# PROMPT
For the word "polling", return each line of the data in which it occurs.

Dataset entries:
▼
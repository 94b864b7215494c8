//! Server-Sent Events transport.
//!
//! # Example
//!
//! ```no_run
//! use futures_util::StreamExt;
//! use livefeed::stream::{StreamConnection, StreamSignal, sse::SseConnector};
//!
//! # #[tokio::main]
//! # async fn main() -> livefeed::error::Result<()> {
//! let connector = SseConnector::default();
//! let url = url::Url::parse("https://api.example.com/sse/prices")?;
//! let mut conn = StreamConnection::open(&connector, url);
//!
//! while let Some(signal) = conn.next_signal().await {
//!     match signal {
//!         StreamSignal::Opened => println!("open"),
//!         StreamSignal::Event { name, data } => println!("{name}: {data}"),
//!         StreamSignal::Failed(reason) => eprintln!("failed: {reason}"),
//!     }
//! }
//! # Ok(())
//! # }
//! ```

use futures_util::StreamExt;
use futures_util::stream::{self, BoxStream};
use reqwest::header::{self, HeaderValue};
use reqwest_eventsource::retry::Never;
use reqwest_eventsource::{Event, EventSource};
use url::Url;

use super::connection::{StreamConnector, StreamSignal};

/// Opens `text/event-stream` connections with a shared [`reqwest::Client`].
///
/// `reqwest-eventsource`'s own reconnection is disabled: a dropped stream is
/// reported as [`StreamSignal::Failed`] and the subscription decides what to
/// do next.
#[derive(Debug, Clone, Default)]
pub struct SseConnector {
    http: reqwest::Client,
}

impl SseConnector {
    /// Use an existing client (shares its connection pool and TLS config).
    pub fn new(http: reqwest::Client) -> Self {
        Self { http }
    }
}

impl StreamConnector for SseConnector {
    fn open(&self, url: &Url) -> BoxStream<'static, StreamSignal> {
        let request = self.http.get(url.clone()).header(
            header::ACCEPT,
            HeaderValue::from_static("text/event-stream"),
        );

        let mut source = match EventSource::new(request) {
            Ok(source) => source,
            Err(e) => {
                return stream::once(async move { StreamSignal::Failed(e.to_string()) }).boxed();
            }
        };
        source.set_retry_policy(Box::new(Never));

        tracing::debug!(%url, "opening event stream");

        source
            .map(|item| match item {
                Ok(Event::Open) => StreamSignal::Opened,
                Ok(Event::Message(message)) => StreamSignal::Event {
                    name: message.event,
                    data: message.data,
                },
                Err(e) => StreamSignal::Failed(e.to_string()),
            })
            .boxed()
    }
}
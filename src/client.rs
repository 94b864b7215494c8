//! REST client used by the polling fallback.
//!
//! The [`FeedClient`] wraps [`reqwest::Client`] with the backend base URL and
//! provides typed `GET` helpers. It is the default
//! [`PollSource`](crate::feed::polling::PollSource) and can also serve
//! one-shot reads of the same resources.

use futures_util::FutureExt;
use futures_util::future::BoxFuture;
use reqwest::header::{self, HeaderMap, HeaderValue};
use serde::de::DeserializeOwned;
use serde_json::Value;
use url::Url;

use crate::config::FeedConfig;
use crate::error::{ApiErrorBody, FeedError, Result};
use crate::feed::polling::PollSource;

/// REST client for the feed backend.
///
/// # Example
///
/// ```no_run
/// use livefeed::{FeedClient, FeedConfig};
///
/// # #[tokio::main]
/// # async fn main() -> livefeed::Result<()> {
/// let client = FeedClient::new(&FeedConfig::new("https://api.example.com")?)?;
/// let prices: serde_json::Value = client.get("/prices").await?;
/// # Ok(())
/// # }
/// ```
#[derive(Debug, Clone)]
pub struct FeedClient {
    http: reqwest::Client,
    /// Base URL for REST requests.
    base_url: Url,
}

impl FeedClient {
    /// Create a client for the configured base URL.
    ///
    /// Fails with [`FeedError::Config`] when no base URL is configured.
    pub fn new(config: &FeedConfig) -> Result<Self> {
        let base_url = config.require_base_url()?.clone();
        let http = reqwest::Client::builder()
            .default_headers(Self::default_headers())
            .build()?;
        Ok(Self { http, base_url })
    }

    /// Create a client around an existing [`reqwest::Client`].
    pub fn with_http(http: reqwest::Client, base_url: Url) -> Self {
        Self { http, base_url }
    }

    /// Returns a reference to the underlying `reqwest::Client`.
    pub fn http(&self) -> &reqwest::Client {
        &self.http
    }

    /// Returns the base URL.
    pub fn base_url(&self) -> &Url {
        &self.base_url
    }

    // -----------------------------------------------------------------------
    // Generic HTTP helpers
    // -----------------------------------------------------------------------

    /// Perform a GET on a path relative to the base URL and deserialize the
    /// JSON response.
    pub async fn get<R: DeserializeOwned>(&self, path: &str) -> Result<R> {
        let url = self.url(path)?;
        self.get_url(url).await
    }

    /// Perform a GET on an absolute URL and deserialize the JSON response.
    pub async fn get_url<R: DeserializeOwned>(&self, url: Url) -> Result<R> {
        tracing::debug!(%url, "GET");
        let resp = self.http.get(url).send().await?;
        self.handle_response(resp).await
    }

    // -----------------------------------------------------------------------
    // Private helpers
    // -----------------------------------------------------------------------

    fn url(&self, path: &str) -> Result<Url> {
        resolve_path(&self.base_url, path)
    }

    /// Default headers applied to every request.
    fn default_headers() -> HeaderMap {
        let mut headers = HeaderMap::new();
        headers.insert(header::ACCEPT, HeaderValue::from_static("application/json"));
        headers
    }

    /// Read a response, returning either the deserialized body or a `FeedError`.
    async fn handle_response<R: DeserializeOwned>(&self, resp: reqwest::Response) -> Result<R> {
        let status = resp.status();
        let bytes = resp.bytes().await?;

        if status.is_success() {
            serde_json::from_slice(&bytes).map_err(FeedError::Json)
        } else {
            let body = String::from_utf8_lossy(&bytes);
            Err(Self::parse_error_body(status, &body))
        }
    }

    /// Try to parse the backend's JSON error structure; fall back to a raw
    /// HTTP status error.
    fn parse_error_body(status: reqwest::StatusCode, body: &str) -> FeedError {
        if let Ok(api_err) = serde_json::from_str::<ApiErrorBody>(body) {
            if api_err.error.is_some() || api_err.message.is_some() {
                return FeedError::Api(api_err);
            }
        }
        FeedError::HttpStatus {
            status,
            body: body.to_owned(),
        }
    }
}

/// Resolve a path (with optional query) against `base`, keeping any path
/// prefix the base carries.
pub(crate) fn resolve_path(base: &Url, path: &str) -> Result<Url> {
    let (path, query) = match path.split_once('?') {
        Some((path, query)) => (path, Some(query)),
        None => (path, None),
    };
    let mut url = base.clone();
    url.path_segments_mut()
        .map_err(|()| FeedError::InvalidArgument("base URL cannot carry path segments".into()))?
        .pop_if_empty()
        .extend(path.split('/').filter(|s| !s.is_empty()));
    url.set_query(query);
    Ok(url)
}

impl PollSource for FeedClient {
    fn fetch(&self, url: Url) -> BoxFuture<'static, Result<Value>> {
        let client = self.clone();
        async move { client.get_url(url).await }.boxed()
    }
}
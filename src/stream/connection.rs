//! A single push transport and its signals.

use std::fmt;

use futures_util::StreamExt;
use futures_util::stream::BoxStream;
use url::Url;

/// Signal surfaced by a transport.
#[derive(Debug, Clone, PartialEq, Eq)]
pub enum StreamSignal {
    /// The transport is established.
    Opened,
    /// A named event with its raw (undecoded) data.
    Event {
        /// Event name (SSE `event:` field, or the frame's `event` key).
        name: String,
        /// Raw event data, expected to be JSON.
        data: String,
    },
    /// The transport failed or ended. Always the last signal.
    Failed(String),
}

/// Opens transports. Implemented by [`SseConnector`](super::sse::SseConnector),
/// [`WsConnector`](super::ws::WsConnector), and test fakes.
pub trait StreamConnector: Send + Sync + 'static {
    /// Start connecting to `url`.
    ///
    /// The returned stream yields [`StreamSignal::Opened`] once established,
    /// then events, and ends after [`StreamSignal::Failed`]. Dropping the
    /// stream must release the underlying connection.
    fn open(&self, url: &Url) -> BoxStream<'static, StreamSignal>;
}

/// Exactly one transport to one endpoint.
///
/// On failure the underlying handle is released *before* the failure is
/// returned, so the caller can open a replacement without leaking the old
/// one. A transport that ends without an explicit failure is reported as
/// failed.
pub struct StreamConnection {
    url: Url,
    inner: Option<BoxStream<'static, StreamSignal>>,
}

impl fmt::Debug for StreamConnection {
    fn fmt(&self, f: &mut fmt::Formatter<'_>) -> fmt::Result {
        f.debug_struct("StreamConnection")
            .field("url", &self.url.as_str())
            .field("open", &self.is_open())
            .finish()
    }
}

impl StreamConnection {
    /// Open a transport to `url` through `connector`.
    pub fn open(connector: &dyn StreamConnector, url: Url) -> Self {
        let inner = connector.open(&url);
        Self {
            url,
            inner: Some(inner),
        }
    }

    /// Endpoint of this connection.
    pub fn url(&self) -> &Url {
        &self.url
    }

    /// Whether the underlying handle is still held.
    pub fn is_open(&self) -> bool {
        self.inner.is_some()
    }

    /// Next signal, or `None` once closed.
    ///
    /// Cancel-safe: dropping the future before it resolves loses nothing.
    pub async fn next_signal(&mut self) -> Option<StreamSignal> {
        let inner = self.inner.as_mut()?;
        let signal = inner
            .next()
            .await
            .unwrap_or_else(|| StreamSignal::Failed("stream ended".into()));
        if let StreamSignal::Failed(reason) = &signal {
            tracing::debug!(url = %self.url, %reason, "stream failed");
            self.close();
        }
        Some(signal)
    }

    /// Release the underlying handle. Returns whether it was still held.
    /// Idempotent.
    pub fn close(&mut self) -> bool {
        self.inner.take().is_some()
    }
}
▲
# WRITTEN SOLUTION
//! REST client used by the polling fallback.
//! [`PollSource`](crate::feed::polling::PollSource) and can also serve
use crate::feed::polling::PollSource;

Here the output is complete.